I don't get the chance to catch Husband off guard very often, but when the opportunity does finally arise, I usually surprise him with something completely mundane.

"I'm going to get coffee with friends on Saturday."

A look of confusion jogged across Husband's face. "I don't get it."

"Don't get what?"

"Friends. Where are you really going?"

"I have friends."

"You have me and people you talk to on the internet. So I ask you again, where are you going?"

I crossed my arms. "They're college friends. I went there once, before I lost my vigor for life and enthusiasm for putting outfits together."

"I thought you sat in the library for four years and studied."

"That's the story I told you."

I guess I couldn't really blame my beloved for being confused. The social scene and I parted ways many years ago, and spending time with people who could actually see how long it's been since I had my roots dyed had all but gone the way of the Dodo. Therefore, when the invitation to coffee had floated in, I wasn't really in a position to decline. The important part was going, not convincing Husband I wasn't crazy. Or, at least, to what degree.

So, I went. This past Saturday, I went again. The story was the same for all of us. Kids, husbands, responsibilities, no one had become a millionaire in the month since we'd seen each other. But there was something else.

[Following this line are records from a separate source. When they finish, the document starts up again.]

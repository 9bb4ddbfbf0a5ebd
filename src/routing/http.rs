//! HTTP routing client.
//!
//! Fetches routes from a GraphHopper-style routing endpoint: GeoJSON
//! `[lon, lat]` point arrays, distances in meters, times in milliseconds and
//! integer turn signs on the instruction list. Response types here are our
//! own; only the fields the tracking core consumes are deserialized.

use std::time::Duration;

use serde::Deserialize;

use super::{RoutePlan, RouteStep, RoutingError, RoutingProvider};
use crate::announce::ManeuverSign;
use crate::geo::{Coordinate, Route};

/// Default HTTP timeout for routing requests.
const DEFAULT_HTTP_TIMEOUT: Duration = Duration::from_secs(10);

/// Configuration for the HTTP routing client.
#[derive(Debug, Clone)]
pub struct HttpRoutingConfig {
    /// Base URL of the routing endpoint.
    pub base_url: String,

    /// Routing profile, e.g. `"car"`.
    pub profile: String,

    /// API key appended to each request, if the service requires one.
    pub api_key: Option<String>,
}

impl HttpRoutingConfig {
    pub fn new(base_url: impl Into<String>) -> Self {
        Self {
            base_url: base_url.into(),
            profile: "car".to_string(),
            api_key: None,
        }
    }
}

/// Top-level routing response. Only the `paths` array is of interest.
#[derive(Deserialize)]
struct RoutingResponse {
    #[serde(default)]
    paths: Vec<PathResponse>,
}

#[derive(Deserialize)]
struct PathResponse {
    distance: f64,
    /// Travel time in milliseconds.
    time: f64,
    points: PointsResponse,
    #[serde(default)]
    instructions: Vec<InstructionResponse>,
}

#[derive(Deserialize)]
struct PointsResponse {
    coordinates: Vec<Coordinate>,
}

#[derive(Deserialize)]
struct InstructionResponse {
    sign: i32,
    #[serde(default)]
    street_name: String,
    distance: f64,
    /// `[first, last]` indices into the point array covered by this step.
    #[serde(default)]
    interval: Vec<usize>,
}

/// Routing client using direct HTTP requests.
///
/// Uses a reusable `reqwest::Client` with connection pooling and timeouts.
pub struct HttpRoutingClient {
    config: HttpRoutingConfig,
    http: reqwest::Client,
}

impl HttpRoutingClient {
    /// Create a client for the configured endpoint.
    pub fn new(config: HttpRoutingConfig) -> Result<Self, RoutingError> {
        let http = reqwest::Client::builder()
            .timeout(DEFAULT_HTTP_TIMEOUT)
            .build()
            .map_err(|e| RoutingError::RequestFailed(e.to_string()))?;
        Ok(Self { config, http })
    }

    fn request_url(&self, origin: Coordinate, destination: Coordinate) -> String {
        let mut url = format!(
            "{}/route?profile={}&points_encoded=false&point={},{}&point={},{}",
            self.config.base_url,
            self.config.profile,
            origin.lat,
            origin.lon,
            destination.lat,
            destination.lon,
        );
        if let Some(key) = &self.config.api_key {
            url.push_str("&key=");
            url.push_str(key);
        }
        url
    }
}

impl RoutingProvider for HttpRoutingClient {
    async fn fetch_route(
        &self,
        origin: Coordinate,
        destination: Coordinate,
    ) -> Result<RoutePlan, RoutingError> {
        let url = self.request_url(origin, destination);

        let response = self
            .http
            .get(&url)
            .send()
            .await
            .map_err(|e| RoutingError::RequestFailed(e.to_string()))?;

        let bytes = response
            .bytes()
            .await
            .map_err(|e| RoutingError::RequestFailed(e.to_string()))?;

        let parsed: RoutingResponse =
            serde_json::from_slice(&bytes).map_err(|e| RoutingError::ParseError(e.to_string()))?;

        let plan = convert_response(parsed)?;
        tracing::debug!(
            distance_m = format!("{:.0}", plan.distance_m),
            time_s = format!("{:.0}", plan.time_s),
            points = plan.route.len(),
            steps = plan.steps.len(),
            "Route fetched"
        );
        Ok(plan)
    }
}

/// Convert the provider response into a [`RoutePlan`].
fn convert_response(response: RoutingResponse) -> Result<RoutePlan, RoutingError> {
    let path = response
        .paths
        .into_iter()
        .next()
        .ok_or(RoutingError::NoRouteFound)?;

    if path.points.coordinates.is_empty() {
        return Err(RoutingError::NoRouteFound);
    }

    let steps = path
        .instructions
        .iter()
        .map(|instruction| RouteStep {
            sign: ManeuverSign::from_code(instruction.sign),
            street_name: instruction.street_name.clone(),
            distance_m: instruction.distance,
            geometry_index: instruction.interval.first().copied().unwrap_or(0),
        })
        .collect();

    Ok(RoutePlan {
        route: Route::new(path.points.coordinates),
        distance_m: path.distance,
        time_s: path.time / 1000.0,
        steps,
    })
}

"I don't see anyone anymore."
"No one from school, that's for sure."
"Or anyone at all."
"I think the only friend I have left is my husband."
"Some days, I don't even like my husband, so I think coffee is the only friend I have left."
"One day, I ran out of coffee, and I almost quit the world altogether."
"Can you imagine if there wasn't coffee?"
"Shut up, that's not even funny to joke about."
"Yeah, you'll be lucky if we invite you back."

A vast feeling of isolation had suddenly run through the group like a gilded thread and bound us both to each other and the nearest salt shaker. The six of us looked around.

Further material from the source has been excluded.